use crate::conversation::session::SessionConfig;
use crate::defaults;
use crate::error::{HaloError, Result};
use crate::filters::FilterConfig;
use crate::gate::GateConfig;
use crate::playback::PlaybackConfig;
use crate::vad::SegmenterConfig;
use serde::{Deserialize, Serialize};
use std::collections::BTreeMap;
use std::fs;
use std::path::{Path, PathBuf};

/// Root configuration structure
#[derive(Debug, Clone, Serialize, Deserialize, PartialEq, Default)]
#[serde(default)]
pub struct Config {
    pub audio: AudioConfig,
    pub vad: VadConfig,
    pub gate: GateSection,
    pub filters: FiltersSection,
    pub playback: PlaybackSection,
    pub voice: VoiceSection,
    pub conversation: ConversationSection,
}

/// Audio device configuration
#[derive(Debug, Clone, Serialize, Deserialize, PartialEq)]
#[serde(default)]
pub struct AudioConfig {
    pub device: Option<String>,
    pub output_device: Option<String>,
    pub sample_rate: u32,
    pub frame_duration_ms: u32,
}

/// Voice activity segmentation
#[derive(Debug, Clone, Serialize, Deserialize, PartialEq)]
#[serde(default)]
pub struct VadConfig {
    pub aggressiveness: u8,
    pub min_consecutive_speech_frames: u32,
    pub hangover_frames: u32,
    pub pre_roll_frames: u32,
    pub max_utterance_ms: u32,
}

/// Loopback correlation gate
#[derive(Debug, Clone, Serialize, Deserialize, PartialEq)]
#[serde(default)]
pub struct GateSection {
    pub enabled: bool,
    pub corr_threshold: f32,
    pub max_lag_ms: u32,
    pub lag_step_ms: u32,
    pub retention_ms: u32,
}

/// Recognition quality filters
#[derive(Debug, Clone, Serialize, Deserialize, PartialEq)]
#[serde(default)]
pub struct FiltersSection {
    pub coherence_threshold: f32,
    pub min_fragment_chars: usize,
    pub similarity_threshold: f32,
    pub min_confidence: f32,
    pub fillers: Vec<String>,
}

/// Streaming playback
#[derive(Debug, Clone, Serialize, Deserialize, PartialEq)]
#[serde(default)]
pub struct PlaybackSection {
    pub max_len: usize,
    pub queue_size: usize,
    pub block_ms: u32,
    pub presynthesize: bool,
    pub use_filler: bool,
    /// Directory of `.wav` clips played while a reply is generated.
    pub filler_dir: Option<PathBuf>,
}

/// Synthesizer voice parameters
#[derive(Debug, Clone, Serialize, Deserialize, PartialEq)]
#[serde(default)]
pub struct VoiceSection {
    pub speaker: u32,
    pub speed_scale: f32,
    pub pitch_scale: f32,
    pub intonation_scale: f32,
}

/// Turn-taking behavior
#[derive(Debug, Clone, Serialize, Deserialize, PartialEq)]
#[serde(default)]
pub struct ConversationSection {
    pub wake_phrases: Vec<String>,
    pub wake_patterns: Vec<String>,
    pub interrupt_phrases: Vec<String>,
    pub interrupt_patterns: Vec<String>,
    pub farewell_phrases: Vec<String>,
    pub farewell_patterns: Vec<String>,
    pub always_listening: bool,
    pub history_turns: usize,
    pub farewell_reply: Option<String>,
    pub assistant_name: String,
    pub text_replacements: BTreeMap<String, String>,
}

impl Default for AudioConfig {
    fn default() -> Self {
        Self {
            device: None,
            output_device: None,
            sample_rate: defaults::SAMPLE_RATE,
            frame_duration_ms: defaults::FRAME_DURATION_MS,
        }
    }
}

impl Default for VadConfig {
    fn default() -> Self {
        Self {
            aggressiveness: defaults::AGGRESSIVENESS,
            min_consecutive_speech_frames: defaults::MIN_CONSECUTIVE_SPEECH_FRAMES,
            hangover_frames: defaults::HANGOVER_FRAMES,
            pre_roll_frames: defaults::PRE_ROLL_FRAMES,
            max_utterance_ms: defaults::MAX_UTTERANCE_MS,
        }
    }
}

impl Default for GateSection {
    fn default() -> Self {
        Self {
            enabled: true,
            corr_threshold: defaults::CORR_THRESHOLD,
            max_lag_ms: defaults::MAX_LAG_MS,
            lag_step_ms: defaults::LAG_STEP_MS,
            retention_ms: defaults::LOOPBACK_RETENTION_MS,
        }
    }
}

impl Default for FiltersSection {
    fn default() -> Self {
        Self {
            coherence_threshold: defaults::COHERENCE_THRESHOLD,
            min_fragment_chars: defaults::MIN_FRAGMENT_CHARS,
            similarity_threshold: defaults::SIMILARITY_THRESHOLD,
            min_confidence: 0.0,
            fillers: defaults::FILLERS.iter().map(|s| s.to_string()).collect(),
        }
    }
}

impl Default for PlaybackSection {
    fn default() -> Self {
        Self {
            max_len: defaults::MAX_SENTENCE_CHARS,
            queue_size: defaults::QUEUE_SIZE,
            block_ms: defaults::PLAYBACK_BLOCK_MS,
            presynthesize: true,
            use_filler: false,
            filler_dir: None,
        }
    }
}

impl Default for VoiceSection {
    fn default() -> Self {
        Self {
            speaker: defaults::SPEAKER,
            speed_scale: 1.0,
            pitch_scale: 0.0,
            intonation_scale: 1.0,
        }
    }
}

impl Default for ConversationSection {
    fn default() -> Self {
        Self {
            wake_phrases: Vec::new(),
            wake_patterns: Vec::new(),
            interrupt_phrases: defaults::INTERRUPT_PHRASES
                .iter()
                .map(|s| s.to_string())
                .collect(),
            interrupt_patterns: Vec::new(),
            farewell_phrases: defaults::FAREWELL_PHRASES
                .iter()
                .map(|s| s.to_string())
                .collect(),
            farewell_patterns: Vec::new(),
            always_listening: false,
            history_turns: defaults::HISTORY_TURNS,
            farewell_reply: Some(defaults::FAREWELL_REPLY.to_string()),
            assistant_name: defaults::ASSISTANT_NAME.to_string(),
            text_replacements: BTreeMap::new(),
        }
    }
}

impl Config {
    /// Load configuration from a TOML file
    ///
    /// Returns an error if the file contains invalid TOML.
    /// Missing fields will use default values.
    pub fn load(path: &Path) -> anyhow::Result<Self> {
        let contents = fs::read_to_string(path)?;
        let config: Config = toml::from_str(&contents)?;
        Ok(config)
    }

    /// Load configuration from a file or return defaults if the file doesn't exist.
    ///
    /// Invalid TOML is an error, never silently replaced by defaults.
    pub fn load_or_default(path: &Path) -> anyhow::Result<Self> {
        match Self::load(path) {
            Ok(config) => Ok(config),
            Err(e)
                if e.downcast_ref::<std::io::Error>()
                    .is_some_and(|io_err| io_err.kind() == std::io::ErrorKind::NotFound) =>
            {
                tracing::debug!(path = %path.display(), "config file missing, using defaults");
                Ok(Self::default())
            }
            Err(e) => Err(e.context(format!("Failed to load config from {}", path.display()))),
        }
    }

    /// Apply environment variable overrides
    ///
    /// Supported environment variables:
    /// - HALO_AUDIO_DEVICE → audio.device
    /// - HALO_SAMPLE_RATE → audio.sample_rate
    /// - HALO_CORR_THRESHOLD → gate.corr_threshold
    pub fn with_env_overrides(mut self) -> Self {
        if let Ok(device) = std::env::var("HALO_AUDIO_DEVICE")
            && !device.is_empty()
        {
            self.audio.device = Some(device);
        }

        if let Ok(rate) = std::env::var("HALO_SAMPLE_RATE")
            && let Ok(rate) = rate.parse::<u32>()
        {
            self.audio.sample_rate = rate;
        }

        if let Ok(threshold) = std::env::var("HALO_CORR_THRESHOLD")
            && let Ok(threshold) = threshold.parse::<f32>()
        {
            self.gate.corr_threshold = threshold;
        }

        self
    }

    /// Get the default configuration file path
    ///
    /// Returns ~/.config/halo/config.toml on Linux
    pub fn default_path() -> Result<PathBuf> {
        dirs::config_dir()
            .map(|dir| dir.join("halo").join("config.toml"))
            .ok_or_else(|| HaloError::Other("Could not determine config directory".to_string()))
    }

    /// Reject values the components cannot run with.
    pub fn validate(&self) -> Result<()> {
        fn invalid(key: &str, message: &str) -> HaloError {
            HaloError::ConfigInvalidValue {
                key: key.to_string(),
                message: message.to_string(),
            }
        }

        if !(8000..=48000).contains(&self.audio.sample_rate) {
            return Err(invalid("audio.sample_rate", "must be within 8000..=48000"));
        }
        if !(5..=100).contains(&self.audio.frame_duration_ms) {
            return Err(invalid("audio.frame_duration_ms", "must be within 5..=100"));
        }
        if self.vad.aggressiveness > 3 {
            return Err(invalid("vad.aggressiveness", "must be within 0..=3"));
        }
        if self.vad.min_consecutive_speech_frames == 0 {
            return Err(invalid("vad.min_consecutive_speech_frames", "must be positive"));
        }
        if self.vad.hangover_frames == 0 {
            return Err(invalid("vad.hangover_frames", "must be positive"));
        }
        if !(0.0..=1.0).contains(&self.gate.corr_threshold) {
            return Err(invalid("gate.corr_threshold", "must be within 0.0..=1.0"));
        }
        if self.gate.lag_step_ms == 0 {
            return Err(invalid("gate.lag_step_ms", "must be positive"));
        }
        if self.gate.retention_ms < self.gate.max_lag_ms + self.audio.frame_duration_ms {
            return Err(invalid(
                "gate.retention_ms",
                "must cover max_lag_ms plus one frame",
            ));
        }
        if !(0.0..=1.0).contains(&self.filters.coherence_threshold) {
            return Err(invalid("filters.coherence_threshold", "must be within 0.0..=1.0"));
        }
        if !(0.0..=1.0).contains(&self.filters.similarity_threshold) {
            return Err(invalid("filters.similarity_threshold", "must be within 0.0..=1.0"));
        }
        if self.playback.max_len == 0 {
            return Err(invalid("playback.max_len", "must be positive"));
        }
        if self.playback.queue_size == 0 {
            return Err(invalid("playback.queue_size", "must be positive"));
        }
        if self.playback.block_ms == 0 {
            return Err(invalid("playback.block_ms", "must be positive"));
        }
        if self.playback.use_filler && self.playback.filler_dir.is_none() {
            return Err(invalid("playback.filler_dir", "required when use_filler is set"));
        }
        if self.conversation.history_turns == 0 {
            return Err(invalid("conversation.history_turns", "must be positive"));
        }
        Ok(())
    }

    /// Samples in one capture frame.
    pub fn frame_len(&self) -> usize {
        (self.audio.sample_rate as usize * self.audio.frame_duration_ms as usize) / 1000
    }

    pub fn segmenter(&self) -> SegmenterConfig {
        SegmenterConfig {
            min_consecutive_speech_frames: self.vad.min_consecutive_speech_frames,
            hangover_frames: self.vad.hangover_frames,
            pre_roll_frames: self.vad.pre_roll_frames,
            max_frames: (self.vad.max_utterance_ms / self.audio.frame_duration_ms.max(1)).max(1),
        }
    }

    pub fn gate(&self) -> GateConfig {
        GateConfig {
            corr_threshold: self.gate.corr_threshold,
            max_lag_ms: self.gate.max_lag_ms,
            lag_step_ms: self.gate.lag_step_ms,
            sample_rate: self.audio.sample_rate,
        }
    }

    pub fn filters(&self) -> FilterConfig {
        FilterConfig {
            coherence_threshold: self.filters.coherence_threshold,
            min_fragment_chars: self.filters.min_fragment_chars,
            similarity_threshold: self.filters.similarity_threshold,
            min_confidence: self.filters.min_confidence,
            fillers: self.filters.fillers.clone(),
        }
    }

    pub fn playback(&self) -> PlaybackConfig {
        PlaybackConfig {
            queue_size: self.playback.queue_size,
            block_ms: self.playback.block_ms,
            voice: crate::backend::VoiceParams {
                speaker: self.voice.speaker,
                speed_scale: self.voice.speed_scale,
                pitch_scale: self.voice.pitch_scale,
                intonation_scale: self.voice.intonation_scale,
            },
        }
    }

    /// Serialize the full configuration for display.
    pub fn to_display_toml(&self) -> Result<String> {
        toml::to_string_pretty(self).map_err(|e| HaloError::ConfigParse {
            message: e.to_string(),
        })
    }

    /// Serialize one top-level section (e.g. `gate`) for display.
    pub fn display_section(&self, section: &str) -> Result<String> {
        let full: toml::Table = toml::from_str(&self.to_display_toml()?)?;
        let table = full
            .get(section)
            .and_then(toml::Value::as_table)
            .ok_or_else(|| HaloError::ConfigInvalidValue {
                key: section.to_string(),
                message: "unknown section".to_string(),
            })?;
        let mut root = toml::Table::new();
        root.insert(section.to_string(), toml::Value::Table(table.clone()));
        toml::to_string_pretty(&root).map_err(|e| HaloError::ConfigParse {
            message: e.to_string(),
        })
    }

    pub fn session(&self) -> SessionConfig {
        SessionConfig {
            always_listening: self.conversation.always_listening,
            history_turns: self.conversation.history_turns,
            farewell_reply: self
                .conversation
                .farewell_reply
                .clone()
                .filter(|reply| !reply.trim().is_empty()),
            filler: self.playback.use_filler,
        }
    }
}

ASSIGNMENT
Looking at the entries above, count the lines that contain "ConfigInvalidValue" and answer with only the number.

FINISHED TASK
2